Input.
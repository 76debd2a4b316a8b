use crate::state::StateBuffer;
use tracing::trace;
use vjoy_protocol::MAX_BUTTONS;

/// Word and bit of button `index` (0-based) within the four button words.
#[inline]
pub const fn button_slot(index: usize) -> (usize, i32) {
    (index / 32, (1u32 << (index % 32)) as i32)
}

/// Write access to one button bit of a device's state buffer.
pub struct Button<'a> {
    index: usize,
    exists: bool,
    buf: &'a mut StateBuffer,
}

impl<'a> Button<'a> {
    /// `count` is the number of buttons discovery reported.
    pub(crate) fn new(index: usize, count: usize, buf: &'a mut StateBuffer) -> Self {
        Self { index, exists: index < count.min(MAX_BUTTONS), buf }
    }

    pub fn index(&self) -> usize {
        self.index
    }

    pub fn exists(&self) -> bool {
        self.exists
    }

    fn word(&self) -> Option<usize> {
        self.exists.then_some(button_slot(self.index).0)
    }

    pub fn is_pressed(&self) -> bool {
        let (_, mask) = button_slot(self.index);
        self.buf.button_word(self.word()) & mask != 0
    }

    pub fn set(&mut self, pressed: bool) {
        let word = self.word();
        if word.is_none() {
            trace!(button = self.index, pressed, "write to absent button discarded");
        }
        let (_, mask) = button_slot(self.index);
        let w = self.buf.button_word_mut(word);
        if pressed {
            *w |= mask;
        } else {
            *w &= !mask;
        }
    }

    pub fn press(&mut self) {
        self.set(true);
    }

    pub fn release(&mut self) {
        self.set(false);
    }
}
#![deny(warnings)]
//! Backends for the vJoy driver interface.
//!
//! [`Driver`] is the full surface the client consumes. Every call blocks until
//! the driver answers; nothing here is async or buffered.

pub mod mock;
pub mod once;

#[cfg(windows)]
pub mod dll;

use thiserror::Error;
use vjoy_protocol::{DeviceId, DeviceStatus, JoystickPosition};

pub use mock::{Mock, MockDevice};
pub use once::load_once;

#[cfg(windows)]
pub use dll::Dll;

#[derive(Debug, Error)]
pub enum DriverError {
    #[error("failed to load {path}: {reason}")]
    LoadFailed { path: String, reason: String },

    #[error("{path} does not export {symbol}")]
    MissingSymbol { path: String, symbol: &'static str },
}

pub trait Driver: Send + Sync + 'static {
    fn version(&self) -> u16;
    fn enabled(&self) -> bool;
    fn product_string(&self) -> Option<String>;
    fn manufacturer_string(&self) -> Option<String>;
    fn serial_string(&self) -> Option<String>;

    fn device_status(&self, id: DeviceId) -> DeviceStatus;
    fn acquire(&self, id: DeviceId) -> bool;
    fn relinquish(&self, id: DeviceId) -> bool;

    fn button_count(&self, id: DeviceId) -> i32;
    fn discrete_hat_count(&self, id: DeviceId) -> i32;
    fn continuous_hat_count(&self, id: DeviceId) -> i32;
    fn axis_exists(&self, id: DeviceId, usage: u32) -> bool;
    fn axis_min(&self, id: DeviceId, usage: u32) -> Option<i32>;
    fn axis_max(&self, id: DeviceId, usage: u32) -> Option<i32>;

    /// Submit a whole position snapshot; the driver takes all of it or none.
    fn submit(&self, id: DeviceId, state: &JoystickPosition) -> bool;

    fn reset_device(&self, id: DeviceId) -> bool;
    fn reset_all(&self) -> bool;
    fn reset_buttons(&self, id: DeviceId) -> bool;
    fn reset_hats(&self, id: DeviceId) -> bool;
}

Task.
All the records above need to be restated exactly, line by line.

Result for this task.
repository 76debd2a4b316a8b
use crate::state::StateBuffer;
use tracing::trace;
use vjoy_protocol::MAX_BUTTONS;

/// Word and bit of button `index` (0-based) within the four button words.
#[inline]
pub const fn button_slot(index: usize) -> (usize, i32) {
    (index / 32, (1u32 << (index % 32)) as i32)
}

/// Write access to one button bit of a device's state buffer.
pub struct Button<'a> {
    index: usize,
    exists: bool,
    buf: &'a mut StateBuffer,
}

impl<'a> Button<'a> {
    /// `count` is the number of buttons discovery reported.
    pub(crate) fn new(index: usize, count: usize, buf: &'a mut StateBuffer) -> Self {
        Self { index, exists: index < count.min(MAX_BUTTONS), buf }
    }

    pub fn index(&self) -> usize {
        self.index
    }

    pub fn exists(&self) -> bool {
        self.exists
    }

    fn word(&self) -> Option<usize> {
        self.exists.then_some(button_slot(self.index).0)
    }

    pub fn is_pressed(&self) -> bool {
        let (_, mask) = button_slot(self.index);
        self.buf.button_word(self.word()) & mask != 0
    }

    pub fn set(&mut self, pressed: bool) {
        let word = self.word();
        if word.is_none() {
            trace!(button = self.index, pressed, "write to absent button discarded");
        }
        let (_, mask) = button_slot(self.index);
        let w = self.buf.button_word_mut(word);
        if pressed {
            *w |= mask;
        } else {
            *w &= !mask;
        }
    }

    pub fn press(&mut self) {
        self.set(true);
    }

    pub fn release(&mut self) {
        self.set(false);
    }
}
#![deny(warnings)]
//! Backends for the vJoy driver interface.
//!
//! [`Driver`] is the full surface the client consumes. Every call blocks until
//! the driver answers; nothing here is async or buffered.

pub mod mock;
pub mod once;

#[cfg(windows)]
pub mod dll;

use thiserror::Error;
use vjoy_protocol::{DeviceId, DeviceStatus, JoystickPosition};

pub use mock::{Mock, MockDevice};
pub use once::load_once;

#[cfg(windows)]
pub use dll::Dll;

#[derive(Debug, Error)]
pub enum DriverError {
    #[error("failed to load {path}: {reason}")]
    LoadFailed { path: String, reason: String },

    #[error("{path} does not export {symbol}")]
    MissingSymbol { path: String, symbol: &'static str },
}

pub trait Driver: Send + Sync + 'static {
    fn version(&self) -> u16;
    fn enabled(&self) -> bool;
    fn product_string(&self) -> Option<String>;
    fn manufacturer_string(&self) -> Option<String>;
    fn serial_string(&self) -> Option<String>;

    fn device_status(&self, id: DeviceId) -> DeviceStatus;
    fn acquire(&self, id: DeviceId) -> bool;
    fn relinquish(&self, id: DeviceId) -> bool;

    fn button_count(&self, id: DeviceId) -> i32;
    fn discrete_hat_count(&self, id: DeviceId) -> i32;
    fn continuous_hat_count(&self, id: DeviceId) -> i32;
    fn axis_exists(&self, id: DeviceId, usage: u32) -> bool;
    fn axis_min(&self, id: DeviceId, usage: u32) -> Option<i32>;
    fn axis_max(&self, id: DeviceId, usage: u32) -> Option<i32>;

    /// Submit a whole position snapshot; the driver takes all of it or none.
    fn submit(&self, id: DeviceId, state: &JoystickPosition) -> bool;

    fn reset_device(&self, id: DeviceId) -> bool;
    fn reset_all(&self) -> bool;
    fn reset_buttons(&self, id: DeviceId) -> bool;
    fn reset_hats(&self, id: DeviceId) -> bool;
}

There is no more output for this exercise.